Saturday, October 8, 2011

Obama in Border War Over Out-Of-Context Quote (June 9, 2011)

   The furor about Israel returning to its 1967 borders has quieted down in the last few weeks, but it came to mind Sunday as I watched the Celebrate Israel Parade march up Fifth Avenue and listened as onlookers along the route debated the issue.
Naturally, the dispute remains a critical concern for Israel — and for a degree of peace in the region — even as the uprisings of the Arab Spring look like they’ll last into summer.
The debate cropped up after President Barrack Obama recently made references to the borders and not only caused a ruckus, but also unwarranted criticism. In the first place, what he said was previously accepted by two predecessors — Bill Clinton and George W. Bush — and never resulted in such an uproar. Secondly, the knee-jerk reaction was based solely on a portion of Obama’s remarks that was taken out of context. When you read the entire quote, it clearly includes words that did not imply that Israel should cede territory it won in its 1967 victory over Egypt.

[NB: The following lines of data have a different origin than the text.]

/// Determine the image format version.
///
/// `.cyacd` files are version 0. `.cyacd2` files carry the version in the
/// first header byte, which must not be 0. Any other extension is rejected.
pub fn detect_file_version(file_name: &str, header: &str) -> Result<u8> {
    if header.is_empty() {
        return Err(Error::image(ErrorCode::File, "empty header line"));
    }

    let Some((_, extension)) = file_name.rsplit_once('.') else {
        return Err(Error::image(
            ErrorCode::File,
            format!("{file_name} has no file extension"),
        ));
    };

    if extension.eq_ignore_ascii_case("cyacd2") {
        let Some(digits) = header.get(..2) else {
            return Err(Error::image(ErrorCode::File, "header too short for a version"));
        };
        let version = from_ascii(digits)?[0];
        if version == 0 {
            return Err(Error::image(ErrorCode::Data, "cyacd2 version must not be 0"));
        }
        Ok(version)
    } else if extension.eq_ignore_ascii_case("cyacd") {
        Ok(0)
    } else {
        Err(Error::image(
            ErrorCode::File,
            format!("unsupported file extension .{extension}"),
        ))
    }
}

/// Decode ASCII hex pairs.
pub fn from_ascii(text: &str) -> Result<Vec<u8>> {
    hex::decode(text).map_err(|e| match e {
        hex::FromHexError::OddLength => {
            Error::image(ErrorCode::Length, format!("odd number of hex digits ({})", text.len()))
        },
        other => Error::image(ErrorCode::Data, other.to_string()),
    })
}

/// Header of a `.cyacd` image.
#[derive(Debug, Clone, Copy, PartialEq, Eq)]
#[cfg_attr(feature = "serde", derive(serde::Serialize))]
pub struct Header {
    /// Silicon id of the target device.
    pub silicon_id: u32,
    /// Silicon revision of the target device.
    pub silicon_rev: u8,
    /// Frame checksum flag (0 selects the byte sum).
    pub checksum_type: u8,
}

impl Header {
    /// Frame checksum algorithm selected by the header.
    pub fn checksum(&self) -> ChecksumType {
        ChecksumType::from_header_flag(self.checksum_type)
    }
}

/// Parse a `.cyacd` header line.
pub fn parse_header(line: &str) -> Result<Header> {
    let bytes = from_ascii(line)?;
    if bytes.len() < HEADER_MIN_SIZE {
        return Err(Error::image(
            ErrorCode::Length,
            format!("header has {} bytes, need {HEADER_MIN_SIZE}", bytes.len()),
        ));
    }

    Ok(Header {
        silicon_id: BigEndian::read_u32(&bytes[0..4]),
        silicon_rev: bytes[4],
        checksum_type: bytes.get(5).copied().unwrap_or(0),
    })
}

/// One row of a `.cyacd` image.
#[derive(Debug, Clone, PartialEq, Eq)]
pub struct Row {
    /// Flash array id.
    pub array_id: u8,
    /// Row number within the array.
    pub row_num: u16,
    /// Row data.
    pub data: Vec<u8>,
    /// Checksum byte of the line.
    pub checksum: u8,
}

impl Row {
    /// Checksum the device is expected to report for this row once it is
    /// programmed.
    #[allow(clippy::cast_possible_truncation)]
    pub fn expected_device_checksum(&self) -> u8 {
        let size = self.data.len() as u32;
        let row = u32::from(self.row_num);
        let sum = u32::from(self.checksum)
            + u32::from(self.array_id)
            + row
            + (row >> 8)
            + size
            + (size >> 8);
        sum as u8
    }
}

/// Parse a `.cyacd` row line.
pub fn parse_row(line: &str) -> Result<Row> {
    let Some(hex) = line.strip_prefix(ROW_PREFIX) else {
        return Err(Error::image(
            ErrorCode::Cmd,
            format!("row must start with '{ROW_PREFIX}'"),
        ));
    };

    let bytes = from_ascii(hex)?;
    if bytes.len() < ROW_MIN_SIZE {
        return Err(Error::image(
            ErrorCode::Length,
            format!("row has {} bytes, need {ROW_MIN_SIZE}", bytes.len()),
        ));
    }

    let size = usize::from(BigEndian::read_u16(&bytes[3..5]));
    if size + ROW_MIN_SIZE != bytes.len() {
        return Err(Error::image(
            ErrorCode::Data,
            format!(
                "row declares {size} data bytes but carries {}",
                bytes.len() - ROW_MIN_SIZE
            ),
        ));
    }

    Ok(Row {
        array_id: bytes[0],
        row_num: BigEndian::read_u16(&bytes[1..3]),
        data: bytes[ROW_DATA_OFFSET..ROW_DATA_OFFSET + size].to_vec(),
        checksum: bytes[bytes.len() - 1],
    })
}

/// Header of a `.cyacd2` image.
#[derive(Debug, Clone, Copy, PartialEq, Eq)]
#[cfg_attr(feature = "serde", derive(serde::Serialize))]
pub struct HeaderV1 {
    /// File format version.
    pub file_version: u8,
    /// Silicon id of the target device.
    pub silicon_id: u32,
    /// Silicon revision of the target device.
    pub silicon_rev: u8,
    /// Frame checksum flag (0 selects the byte sum).
    pub checksum_type: u8,
    /// Application slot the image targets.
    pub app_id: u8,
    /// Product id checked by the bootloader.
    pub product_id: u32,
}

impl HeaderV1 {
    /// Frame checksum algorithm selected by the header.
    pub fn checksum(&self) -> ChecksumType {
        ChecksumType::from_header_flag(self.checksum_type)
    }
}

/// Parse a `.cyacd2` header line.
pub fn parse_header_v1(line: &str) -> Result<HeaderV1> {
    let bytes = from_ascii(line)?;
    if bytes.len() != HEADER_V1_SIZE {
        return Err(Error::image(
            ErrorCode::Length,
            format!("cyacd2 header has {} bytes, need {HEADER_V1_SIZE}", bytes.len()),
        ));
    }

    Ok(HeaderV1 {
        file_version: bytes[0],
        silicon_id: LittleEndian::read_u32(&bytes[1..5]),
        silicon_rev: bytes[5],
        checksum_type: bytes[6],
        app_id: bytes[7],
        product_id: LittleEndian::read_u32(&bytes[8..12]),
    })
}

/// One row of a `.cyacd2` image.
#[derive(Debug, Clone, PartialEq, Eq)]
pub struct DataRow {
    /// Flash address of the first byte.
    pub address: u32,
    /// Row data.
    pub data: Vec<u8>,
}

impl DataRow {
    /// Number of data bytes.
    #[allow(clippy::cast_possible_truncation)]
    pub fn len(&self) -> u32 {
        self.data.len() as u32
    }

    /// Check if the row carries no data.
    pub fn is_empty(&self) -> bool {
        self.data.is_empty()
    }
}

/// Parse a `.cyacd2` row line.
pub fn parse_row_v1(line: &str) -> Result<DataRow> {
    let Some(hex) = line.strip_prefix(ROW_PREFIX) else {
        return Err(Error::image(
            ErrorCode::Cmd,
            format!("row must start with '{ROW_PREFIX}'"),
        ));
    };

    let bytes = from_ascii(hex)?;
    if bytes.len() < ROW_V1_ADDRESS_SIZE {
        return Err(Error::image(
            ErrorCode::Length,
            format!("row has {} bytes, need an address", bytes.len()),
        ));
    }
    if bytes.len() == ROW_V1_ADDRESS_SIZE {
        return Err(Error::image(ErrorCode::Data, "row carries no data"));
    }

    Ok(DataRow {
        address: LittleEndian::read_u32(&bytes[..ROW_V1_ADDRESS_SIZE]),
        data: bytes[ROW_V1_ADDRESS_SIZE..].to_vec(),
    })
}

/// Application placement in flash.
#[derive(Debug, Clone, Copy, PartialEq, Eq)]
#[cfg_attr(feature = "serde", derive(serde::Serialize))]
pub struct AppInfo {
    /// First address of the application.
    pub start: u32,
    /// Size of the application in bytes.
    pub size: u32,
}

/// Parse an `@APPINFO:0x<start>,0x<size>` line.
pub fn parse_app_info(line: &str) -> Result<AppInfo> {
    let malformed = || Error::image(ErrorCode::File, format!("malformed APPINFO line: {line}"));

    let rest = line
        .strip_prefix(APPINFO_PREFIX)
        .ok_or_else(malformed)?;
    let (start, size) = rest
        .split_once(APPINFO_SEPARATOR)
        .ok_or_else(malformed)?;

    Ok(AppInfo {
        start: u32::from_str_radix(start.trim(), 16).map_err(|_| malformed())?,
        size: u32::from_str_radix(size.trim(), 16).map_err(|_| malformed())?,
    })
}
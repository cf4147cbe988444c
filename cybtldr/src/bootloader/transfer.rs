//! Request/response exchange over a [`Transport`].

use crate::error::{Error, ErrorCode, Result};
use crate::transport::{ReadPoll, Transport};
use log::{debug, trace};
use std::thread;
use std::time::{Duration, Instant};

/// Default number of read polls before a transfer gives up.
pub const DEFAULT_MAX_POLLS: u32 = 100;

/// Polling policy of [`transfer`].
#[derive(Debug, Clone, Copy, PartialEq, Eq)]
pub struct TransferConfig {
    /// Incomplete polls tolerated before failing.
    pub max_polls: u32,
    /// Pause between two polls.
    pub poll_interval: Duration,
    /// Wall-clock limit for collecting one response.
    pub deadline: Option<Duration>,
}

impl Default for TransferConfig {
    fn default() -> Self {
        Self {
            max_polls: DEFAULT_MAX_POLLS,
            poll_interval: Duration::ZERO,
            deadline: None,
        }
    }
}

impl TransferConfig {
    /// Set the poll bound.
    #[must_use]
    pub fn with_max_polls(mut self, max_polls: u32) -> Self {
        self.max_polls = max_polls;
        self
    }

    /// Set the pause between polls.
    #[must_use]
    pub fn with_poll_interval(mut self, interval: Duration) -> Self {
        self.poll_interval = interval;
        self
    }

    /// Set the wall-clock limit.
    #[must_use]
    pub fn with_deadline(mut self, deadline: Option<Duration>) -> Self {
        self.deadline = deadline;
        self
    }
}

/// Write `request` and collect a response of `response_len` bytes.
///
/// With `response_len == None` nothing is read and an empty buffer is
/// returned. Write failures are reported as communication errors without
/// reading. Otherwise the transport is polled until a complete response
/// arrives, `max_polls` polls came back incomplete, or the deadline passed;
/// the last poll's outcome is then reported with the bytes received so far.
pub fn transfer<T: Transport + ?Sized>(
    transport: &mut T,
    request: &[u8],
    response_len: Option<usize>,
    config: &TransferConfig,
) -> Result<Vec<u8>> {
    transport
        .write(request)
        .map_err(Error::into_comm)?;

    let Some(expected) = response_len else {
        return Ok(Vec::new());
    };

    let started = Instant::now();
    let mut last = Error::comm(ErrorCode::Unknown, "no read attempted");

    for poll in 1..=config.max_polls.max(1) {
        match transport.read(expected) {
            Ok(ReadPoll::Complete(response)) => {
                trace!("Response after {poll} poll(s)");
                return Ok(response);
            },
            Ok(ReadPoll::Incomplete { code, received }) => {
                last = Error::Comm {
                    code,
                    message: format!("received {} of {expected} bytes", received.len()),
                    received,
                };
            },
            Err(e) => last = e.into_comm(),
        }

        if config
            .deadline
            .is_some_and(|d| started.elapsed() >= d)
        {
            debug!("Transfer deadline passed after {poll} poll(s)");
            break;
        }
        if !config.poll_interval.is_zero() {
            thread::sleep(config.poll_interval);
        }
    }

    debug!("No complete response: {last}");
    Err(last)
}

The President said the borders of Israel and Palestine “should be based on the 1967 lines, with mutually agreed swaps, so that secure and recognized borders are established for both states.” (Emphasis is mine because this is the part most people overlooked or refused to acknowledge.) That point has been understood for years by both parties in these negotiations and by anybody who has kept abreast of these talks. Obama clearly realizes Israel’s security is paramount and articulated it in his remarks and reiterated that after he was criticized.
Israel has been asked to negotiate, compromise and trust a regime that has constantly refused to recognize its right to exist. Nonetheless, those who support Israel and also feel the Palestinians deserve a state know that for Israel to accept a Palestinian state, which many Israelis now favor, in order to achieve practical coexistence, must come with guarantees for the Jewish state’s security and its unconditional right to exist.
Israeli Prime Minister Benjamin Netanyahu initially appeared outraged over President Obama’s suggestion that Israel and Palestine borders should be based on 1967 lines with mutually agreed swaps, but in his congressional address the next day, he actually made the same suggestion.
When interviewed on NBC the day after Obama’s speech, Netanyahu pointed out, “If you listened to (Obama’s) statement, he said that the line would be different from the 1967 line. And I think that was an important emphasis on the president’s part.”
The PM also noted, “…the reason we don’t have peace is the Palestinians have refused to accept a Jewish state alongside a Palestinian state… “Two years ago, I told my people I would accept a Palestinian state. Now, President Abbas has to say these six words to his people, ‘I will accept the Jewish state.’ I’ll give him a break, five words — ‘I accept the Jewish state.’”
That is the crux of the dispute and Israel will not make any concessions until the head(s) of the Palestinian government acquiesce on this matter.
If Israel agrees to the borders that existed in 1967, it should only do so when the proposed state of Palestine agrees to keep the new boundaries secure and promises to condemn any one or group that attempts to disturb whatever peace results from these tricky negotiations.
Mark Twain once remarked, “No…nation occupies a foot of land that was not stolen.”
As the ongoing talks between Israel and Palestine proceed, it is vital that both sides — and the United States — remember that or they will perpetually be engaged in a state of war. And that would not do either side any good.
Some of Israel’s allies and supporters may prefer the borders that existed in 1967, but that would not be the shrewdest option and would only delay any chance for giving peace a chance — not replace the current, defensible boundaries.
Israel must make some painful compromises and detours on the road to a pragmatic peace. But, for that to happen, Israel must have absolute guarantees that whoever governs a Palestinian state will abide by security of the borders in any agreement that is accepted.
And, despite what his critics think, that was the heart of President Obama’s remarks and crucial to his unwavering support for Israel.